There have been a number of anomalies in this war, as a brilliant American tactical victory in removing Saddam has not translated into quick strategic success. But one of the most worrisome developments is the narrowing of the recent debate to the single issue of surging troops, as if the problem all along has just been one of manpower.
It hasn’t. The dilemma involves the need to fight an asymmetrical war of counter-insurgency that hinges on what troops do, rather than how many are engaged. We have gone from a conventional victory over Saddam Hussein to an asymmetrical struggle against jihadist insurgents to what is more or less third-party policing of random violence between Sunnis and Shiites.
Our past errors were not so much dissolving a scattered Iraqi military or even de-Baathification, but rather giving an appearance of impotence, whether in allowing the looting to continue or pulling back from Fallujah or giving a reprieve to the Sadr militias.
So, yes, send more troops to Iraq — but only if they are going to be allowed to hunt down and kill vicious and sectarians in a manner that they have not been allowed to previously.
This surge should be not viewed in terms of manpower alone. Rather it should be planned as the corrective to past misguided laxity, in which no quarter will now be given to die-hard jihadists as we pursue victory, not better policing. We owe that assurance to the thousands more of young Americans who now will be sent into harm’s way.
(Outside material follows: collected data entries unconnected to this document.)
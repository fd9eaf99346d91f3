//! Shared fixtures for HTTP handler tests.

use std::sync::Arc;

use actix_web::dev::{ServiceFactory, ServiceRequest, ServiceResponse};
use actix_web::{web, App};

use crate::domain::{LendingService, QueryService, Student, StudentCode};
use crate::inbound::http::state::HttpState;
use crate::outbound::persistence::{InMemoryAvailabilityStore, InMemoryRecordStore};

/// Backing stores kept alongside the state so tests can inspect them.
pub struct TestStores {
    pub records: Arc<InMemoryRecordStore>,
    pub availability: Arc<InMemoryAvailabilityStore>,
}

/// Build an [`HttpState`] over in-memory stores seeded with two students
/// and a small catalogue.
pub async fn seeded_state() -> (HttpState, TestStores) {
    use crate::domain::ports::RecordStore;

    let records = Arc::new(InMemoryRecordStore::new());
    let availability = Arc::new(InMemoryAvailabilityStore::with_titles([
        ("Clean Code", true),
        ("Refactoring", true),
        ("Design Patterns", true),
        ("The Pragmatic Programmer", true),
        ("Working Effectively with Legacy Code", false),
    ]));

    for (name, department, code) in [("Ada Lovelace", "CS", "S100"), ("Grace Hopper", "CS", "S200")]
    {
        records
            .insert_student(Student::new(
                name,
                department,
                StudentCode::new(code).expect("valid code"),
            ))
            .await
            .expect("seed student");
    }

    let state = HttpState::new(
        Arc::new(LendingService::new(
            Arc::clone(&records),
            Arc::clone(&availability),
        )),
        Arc::new(QueryService::new(
            Arc::clone(&records),
            Arc::clone(&availability),
        )),
    );
    (
        state,
        TestStores {
            records,
            availability,
        },
    )
}

/// Build a test app exposing every circulation route.
pub fn test_app(
    state: HttpState,
) -> App<
    impl ServiceFactory<
        ServiceRequest,
        Config = (),
        Response = ServiceResponse,
        Error = actix_web::Error,
        InitError = (),
    >,
> {
    App::new()
        .app_data(web::Data::new(state))
        .service(crate::inbound::http::borrow::submit_borrow)
        .service(crate::inbound::http::borrow::borrow_form_data)
        .service(crate::inbound::http::records::list_records)
        .service(crate::inbound::http::records::return_book)
        .service(crate::inbound::http::catalogue::list_available_books)
        .service(crate::inbound::http::catalogue::list_students)
}
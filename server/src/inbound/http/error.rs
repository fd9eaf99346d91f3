//! HTTP adapter mapping for domain errors.
//!
//! Keeps the domain error type HTTP-agnostic while letting actix handlers
//! turn lending failures into consistent JSON responses and status codes.

use actix_web::{http::StatusCode, HttpResponse, ResponseError};
use serde::Serialize;
use utoipa::ToSchema;

use crate::domain::{Error, ErrorCode};

/// Convenient result alias for HTTP handlers.
pub type ApiResult<T> = Result<T, Error>;

/// JSON error body returned to clients.
#[derive(Debug, Serialize, ToSchema)]
pub struct ErrorBody {
    /// Stable machine-readable error code.
    #[schema(value_type = String, example = "unavailable")]
    pub code: ErrorCode,
    /// Human-readable message.
    #[schema(example = "book \"Clean Code\" is not available for borrowing")]
    pub message: String,
}

fn status_for(code: ErrorCode) -> StatusCode {
    match code {
        ErrorCode::InvalidRequest => StatusCode::BAD_REQUEST,
        ErrorCode::NotFound => StatusCode::NOT_FOUND,
        ErrorCode::Unavailable | ErrorCode::LimitExceeded => StatusCode::CONFLICT,
        ErrorCode::StoreUnavailable => StatusCode::SERVICE_UNAVAILABLE,
        ErrorCode::InconsistentState => StatusCode::INTERNAL_SERVER_ERROR,
    }
}

impl ResponseError for Error {
    fn status_code(&self) -> StatusCode {
        status_for(self.code())
    }

    fn error_response(&self) -> HttpResponse {
        HttpResponse::build(self.status_code()).json(ErrorBody {
            code: self.code(),
            message: self.to_string(),
        })
    }
}
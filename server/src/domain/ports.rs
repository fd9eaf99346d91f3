//! Domain ports defining the edges of the hexagon.
//!
//! Driven ports describe how the lending engine expects to reach its two
//! independently persisted stores; driving ports describe what inbound
//! adapters may ask of the domain. Each trait exposes strongly typed errors
//! so adapters map their failures into predictable variants.
//!
//! The two stores share no transaction primitive. Each store must only
//! guarantee that its own operations are atomic with respect to each other;
//! cross-store consistency is the engine's job (see [`super::lending`]).

use async_trait::async_trait;
use chrono::NaiveDate;
use thiserror::Error;

use super::book::BookTitle;
use super::error::Error;
use super::loan::{Loan, LoanId};
use super::student::{Student, StudentCode, StudentId};

/// Failures surfaced by [`RecordStore`] adapters.
#[derive(Debug, Clone, PartialEq, Eq, Error)]
pub enum RecordStoreError {
    /// Store connection could not be established or was lost.
    #[error("record store connection failed: {message}")]
    Connection {
        /// Adapter-level failure description.
        message: String,
    },
    /// Query or mutation failed during execution.
    #[error("record store query failed: {message}")]
    Query {
        /// Adapter-level failure description.
        message: String,
    },
}

impl RecordStoreError {
    /// Helper for connection oriented failures.
    pub fn connection(message: impl Into<String>) -> Self {
        Self::Connection {
            message: message.into(),
        }
    }

    /// Helper for query failures.
    pub fn query(message: impl Into<String>) -> Self {
        Self::Query {
            message: message.into(),
        }
    }
}

/// Failures surfaced by [`AvailabilityStore`] adapters.
#[derive(Debug, Clone, PartialEq, Eq, Error)]
pub enum AvailabilityStoreError {
    /// Reading or writing the backing store failed.
    #[error("availability store I/O failed: {message}")]
    Io {
        /// Adapter-level failure description.
        message: String,
    },
    /// The backing data could not be parsed.
    #[error("availability store data is corrupt: {message}")]
    Corrupt {
        /// Adapter-level failure description.
        message: String,
    },
    /// An update targeted a title the store does not know.
    #[error("availability store has no entry for \"{title}\"")]
    UnknownTitle {
        /// The title the update targeted.
        title: String,
    },
}

impl AvailabilityStoreError {
    /// Helper for I/O failures.
    pub fn io(message: impl Into<String>) -> Self {
        Self::Io {
            message: message.into(),
        }
    }

    /// Helper for unparseable backing data.
    pub fn corrupt(message: impl Into<String>) -> Self {
        Self::Corrupt {
            message: message.into(),
        }
    }

    /// Helper for updates against unknown titles.
    pub fn unknown_title(title: impl Into<String>) -> Self {
        Self::UnknownTitle {
            title: title.into(),
        }
    }
}

/// Driven port over the store of students and open loans.
///
/// Authoritative for "who currently holds what". Implementations must make
/// the loan operations for a given student atomic with respect to each
/// other; the engine's per-student lock relies on reads and writes not
/// interleaving below this interface.
#[async_trait]
pub trait RecordStore: Send + Sync {
    /// Look up a student by their unique code.
    async fn find_student_by_code(
        &self,
        code: &StudentCode,
    ) -> Result<Option<Student>, RecordStoreError>;

    /// All registered students.
    async fn list_students(&self) -> Result<Vec<Student>, RecordStoreError>;

    /// Register a student. Fails if the code is already taken.
    async fn insert_student(&self, student: Student) -> Result<(), RecordStoreError>;

    /// Number of registered students.
    async fn student_count(&self) -> Result<usize, RecordStoreError>;

    /// Number of open loans held by the student.
    async fn count_open_loans(&self, student: StudentId) -> Result<usize, RecordStoreError>;

    /// Persist a loan. The loan carries its identifier so a compensating
    /// re-insert restores the exact pre-transaction record.
    async fn insert_loan(&self, loan: Loan) -> Result<(), RecordStoreError>;

    /// Delete a loan, returning the removed record when it existed.
    async fn delete_loan(&self, id: LoanId) -> Result<Option<Loan>, RecordStoreError>;

    /// Look up a loan by identifier.
    async fn find_loan(&self, id: LoanId) -> Result<Option<Loan>, RecordStoreError>;

    /// All open loans.
    async fn list_loans(&self) -> Result<Vec<Loan>, RecordStoreError>;
}

/// Driven port over the per-title availability flags.
///
/// Authoritative for "is a copy free". Title lookups are case-insensitive.
/// Implementations must make read-then-write on a single title atomic; the
/// engine's per-title lock relies on it.
#[async_trait]
pub trait AvailabilityStore: Send + Sync {
    /// Availability flag for a title, or `None` when the title is unknown.
    async fn availability(&self, title: &BookTitle)
        -> Result<Option<bool>, AvailabilityStoreError>;

    /// Set the availability flag for an existing title.
    async fn set_availability(
        &self,
        title: &BookTitle,
        available: bool,
    ) -> Result<(), AvailabilityStoreError>;

    /// Titles currently flagged available, in store order with their
    /// original casing.
    async fn available_titles(&self) -> Result<Vec<String>, AvailabilityStoreError>;
}

/// Typed request to borrow a book.
#[derive(Debug, Clone, PartialEq, Eq)]
pub struct BorrowRequest {
    /// Code of the borrowing student.
    pub student_code: StudentCode,
    /// Title being borrowed.
    pub book_title: BookTitle,
    /// Date the borrow takes effect.
    pub borrow_date: NaiveDate,
}

/// Result of a successful borrow.
#[derive(Debug, Clone, Copy, PartialEq, Eq)]
pub struct BorrowReceipt {
    /// Identifier callers use to return the book.
    pub loan_id: LoanId,
}

/// Driving port for the two state-changing lending operations.
#[async_trait]
pub trait LendingCommand: Send + Sync {
    /// Borrow a book for a student.
    async fn borrow_book(&self, request: BorrowRequest) -> Result<BorrowReceipt, Error>;

    /// Return a borrowed book by its loan identifier.
    async fn return_book(&self, loan_id: LoanId) -> Result<(), Error>;
}

/// An open loan joined with the borrowing student, for display.
#[derive(Debug, Clone, PartialEq, Eq)]
pub struct LoanRecord {
    /// The open loan.
    pub loan: Loan,
    /// The student holding it.
    pub student: Student,
}

/// Driving port for the read-only presentation queries.
#[async_trait]
pub trait CirculationQuery: Send + Sync {
    /// All registered students.
    async fn list_students(&self) -> Result<Vec<Student>, Error>;

    /// All open loans joined with their students.
    async fn open_loans(&self) -> Result<Vec<LoanRecord>, Error>;

    /// Titles currently available to borrow.
    async fn available_books(&self) -> Result<Vec<String>, Error>;
}
//! HTTP inbound adapter exposing the circulation endpoints.

pub mod borrow;
pub mod catalogue;
pub mod error;
pub mod health;
pub mod records;
pub mod state;
#[cfg(test)]
pub mod test_utils;

pub use error::ApiResult;
//! HTTP middleware.

mod trace;

pub use trace::{RequestTrace, REQUEST_ID_HEADER};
Whether we take Haddick’s approach or Hanson’s approach (giving up on the Sunnis and leaving versus forcing their hand by a drastic strategy change), 2.0E4 more troops doing the same things and pursuing the same strategy will bring disrepute to U.S. warfighting capabilities and more U.S. casualties. It has been said that the difference between the Viet Cong and the jihadist is that the VC didn’t follow us home, and the jihadist will. And so they will indeed. Yet we are waging partial war with forty year old COIN doctrine that is more applicable to the VC than the jihadists. A different paradigm is needed, one that squarely faces the murder and suicide cult that is jihadism; that doesn’t patrol Marines down city streets to get sniped without ever firing a shot at the enemy because we have hamstrung our own snipers with our rules of engagement; that recognizes that mothers don’t care about an education for their children compared to keeping them alive; that recognizes and addresses the dynamic battlefield where borders and foreign fighters are as important as the local government; and that realizes that mutual trust will be difficult, or perhaps impossible, in a land where lies and deceipt are ubiquitous and constant.
A moderate troop size increase coupled with the same strategy and tactics will be likened – and properly so – to Olmert’s last desperate battle with Hezballah where, in order to save face and make the war effort appear as a victory for Israel, he sent more IDF troops to their deaths and then retreated. It will neither appear as a victory nor accomplish anything good.